Wednesday, January 12, 2011

No longer with us, his spirit/account/avatar lives on

Apologies for the morbidity of this post, but I recently read this slightly unsettling article in the New York Times, which considers the value of our online life once we kick the bucket.
The article suggests that an increasing majority of us no longer log and file physical journals, letters or photographs to pass on or for people to find stowed at the back of a cupboard. Instead, much of our life now exists online – photos, which often log a narrative, exist on Flickr; conversations with friends live on Facebook; musical opinions and preferences sit like a virtual CD rack on Last.fm or Spotify; thoughts and musings can be found in blog posts and Twitter accounts. Collectively, this stuff is becoming the record of our life and exploits.

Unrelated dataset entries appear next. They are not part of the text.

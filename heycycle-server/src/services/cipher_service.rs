use aes::Aes256;
use base64::Engine;
use base64::engine::general_purpose::URL_SAFE;
use cbc::cipher::block_padding::Pkcs7;
use cbc::cipher::{BlockDecryptMut, BlockEncryptMut, KeyIvInit};

use crate::errors::CipherError;

type Aes256CbcEnc = cbc::Encryptor<Aes256>;
type Aes256CbcDec = cbc::Decryptor<Aes256>;

const KEY_LEN: usize = 32;
const IV_LEN: usize = 16;

/// AES-256-CBC cipher for the token endpoint login payload.
///
/// Key and IV are the first 32 and 16 characters of the app key, not a hash
/// of it. The vendor decrypts with the same truncation, so this must not change.
#[derive(Clone)]
pub struct CredentialCipher {
    key: [u8; KEY_LEN],
    iv: [u8; IV_LEN],
}

impl CredentialCipher {
    pub fn new(app_key: &str) -> Result<Self, CipherError> {
        Ok(Self {
            key: Self::truncate::<KEY_LEN>(app_key)?,
            iv: Self::truncate::<IV_LEN>(app_key)?,
        })
    }

    fn truncate<const N: usize>(app_key: &str) -> Result<[u8; N], CipherError> {
        let prefix: String = app_key.chars().take(N).collect();

        <[u8; N]>::try_from(prefix.as_bytes()).map_err(|_| CipherError::InvalidKeyLength {
            expected: N,
            actual: prefix.len(),
        })
    }

    /// PKCS#7 padded, URL-safe base64 encoded.
    pub fn encrypt(&self, text: &str) -> String {
        let encrypted = Aes256CbcEnc::new(&self.key.into(), &self.iv.into())
            .encrypt_padded_vec_mut::<Pkcs7>(text.as_bytes());

        URL_SAFE.encode(encrypted)
    }

    pub fn decrypt(&self, cipher_text: &str) -> Result<String, CipherError> {
        let decoded = URL_SAFE.decode(cipher_text)?;
        let decrypted = Aes256CbcDec::new(&self.key.into(), &self.iv.into())
            .decrypt_padded_vec_mut::<Pkcs7>(&decoded)
            .map_err(|_| CipherError::Padding)?;

        Ok(String::from_utf8(decrypted)?)
    }
}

Such patterns are resulting in research being carried out in this area (e.g. social media and marketing consultant Adele McAlear’s Death and Digital Legacy explores the relationship between death, social media and technology) and business ventures promising to manage your ‘digital assets’ (e.g. Legacy Locker and DataInherit). Since 2007, Facebook has been able to turn ‘dead profiles’ into insta-memorials, which “removes certain more sensitive information like status updates and restricts profile access to confirmed friends only”. Estimates, by the way, predict that anywhere between 200,000 and 375,000 – there’s even an infographic on it.
This short article fasts forward to the future and hypothesises about the point in time that the number of ‘dead profiles’ will outnumber the living profiles. Granted this is a long way off, but I suppose, cumulatively, it’s an eventual possibility. More to the point though, what happens if we outlive these networks? The current demise of MySpace shows its certainly possible – what becomes of our digital legacy then?